7 Existential Crisis Realizations

Xir
4 min readApr 27, 2022

During the lowest and darkest moments of my life, I did a massive amount of contemplation and reflection. A few epiphanies have always arisen from the unconscious and concentrated awareness upon what needs to be confronted repeatedly. These realizations have continued to resonate with me until this day, even after years and years of reliving through them again. I do everything to learn from them and integrate them to become more conscientious and understanding of why I am the way I am.

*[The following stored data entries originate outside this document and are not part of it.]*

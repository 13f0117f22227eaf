//! Per-particle quad submission through the shared brush

use super::{QuadDraw, SharedBrush};
use crate::emitter::EmitterConfig;
use crate::particle::Particle;

pub struct QuadRenderer {
    brush: SharedBrush,
}

impl QuadRenderer {
    pub fn new(brush: SharedBrush) -> Self {
        Self { brush }
    }

    /// One `draw_quad` per particle. Skips the frame if the host is holding
    /// the brush borrowed.
    pub fn draw<'p>(
        &mut self,
        particles: impl Iterator<Item = &'p Particle>,
        emitter: &EmitterConfig,
    ) -> usize {
        let Ok(mut brush) = self.brush.try_borrow_mut() else {
            log::warn!("Quad brush is already borrowed, skipping particle draw");
            return 0;
        };
        let (base_width, base_height) = emitter.base_size();
        let region = emitter.texture_region();

        let mut drawn = 0;
        for p in particles {
            brush.draw_quad(&QuadDraw::for_particle(p, base_width, base_height, region));
            drawn += 1;
        }
        drawn
    }
}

You are not who you think you are:

The space between the perception of self and the embodiment of your character is a lot bigger than you think. As a result, you can undervalue and overvalue certain aspects of yourself. You visualize who you are through a lens of black and white, polarized beliefs. Still, you do not consider the many disregarded dimensionalities of your personality, which are buried underneath the surface-level appearance. Your ego purposefully creates blind spots to maintain its biasness and onewaywardness of viewing life because it does not truly consider the bigger picture of who you are.

Labeling your identity induces more uncertainty than clarity:

When you place names, titles, or states of beings upon your head, then your mind feels obligated to stick to them as closely as possible. When you stray away from a specific label, such as becoming angered uncontrollably, when you consider yourself a calm, peaceful lover, then you are forced to question whether or not that is true. Typically, that’s what you are, but while being betrayed by the one you love, you become the complete opposite — furious, distraught, and confused. Then, you come to realize that labeling yourself as a particular thing all the time doesn’t work — because you are constantly changing, and you may contradict your usual nature of being, which is fine. However, it is less clear afterward who you will be — which is why labeling yourself causes uncertainty and confusion when that identity is conflicted with.

Being delusional is more comfortable than accepting reality:

The real you cannot match the idealistic versions of yourself. It’s impossible to live up to that ideal because perfection is a standard that cannot be achieved when it is farfetched and entirely out of the realm of reality. It’s having too high expectations to appease to the extent that you are miserably living your life through that unrealistic fantasy of who you want to be. However, being delusional and believing you will someday reach the perfect version of yourself is more comfortable than facing the harsh truth that you will never be perfect. That’s why an existential crisis can be so excruciatingly uncomfortable to confront.

Pretending to be someone you’re not is draining and miserable:

It’s a hefty burden to try to experience life through the lens of everyone else and trying to model who you should be after that. It’s exhausting because it requires altering your true nature in accordance with a box of idealistic standards and constantly trying to live up to that. It’s putting on a mask and acting like you are someone, something else, anybody but you, so that you can fit into that ideal. It’s so out of touch with reality that becoming anyone or anything to soothe the unsettling, anxiety-inducing sensation of being different becomes stronger than wanting to be you.

Avoiding your dark side eventually leads to becoming consumed by it:

The shadow side of yourself appears seemingly frightening because you choose to neglect it and assume the uncertain or unknown aspects of yourself will somehow ruin your entire existence because it destroys the perception of who you think you are, which isn’t the case. Shedding light on the dark parts of yourself — animalistic or sexual tendencies, guilty pleasures or embarrassing secrets, aggressive/violent fantasies, nightmares or terrors, will give more power to you and allow you to develop a better understanding of who you are at the core. It requires working through those aspects and sifting through those layers to reveal who you are at the center, in the heart of your soul. Suppressing your true nature amplifies the uprising of distorted, chaotic thoughts and emotions that compel you to push everything deeper down until the skeletons come out of the closet and the shadow exposes itself.

Nothing is more liberating than being honest with yourself:

Once you express the darkest parts of yourself and work through them, alleviation and freedom arrive. No longer do you have to carry the burden or let the weight of the darkness rip apart your identity. Instead, you are fortified and grounded in who you are, regardless of what attempts to distort the image of yourself. Your identity is rooted in truth and authenticity. You no longer have to carry that heavy load of facades to maintain — you can be who you want to be without pretending or painting a mask of how you want the world to see you.

Recreating yourself is a life-long process:

There’s practically no end to what is possible, even if limitations are apparent. You can recreate yourself over and over again for years. You don’t have to be the same person for the rest of your life, and with consistent and steady alterations in your mindset and character, a new self is invented. There’s no stopping or taking breaks when it comes to the inevitable shifts of life. You either morph and shape to the evolution or be forced to bend and break to its ways.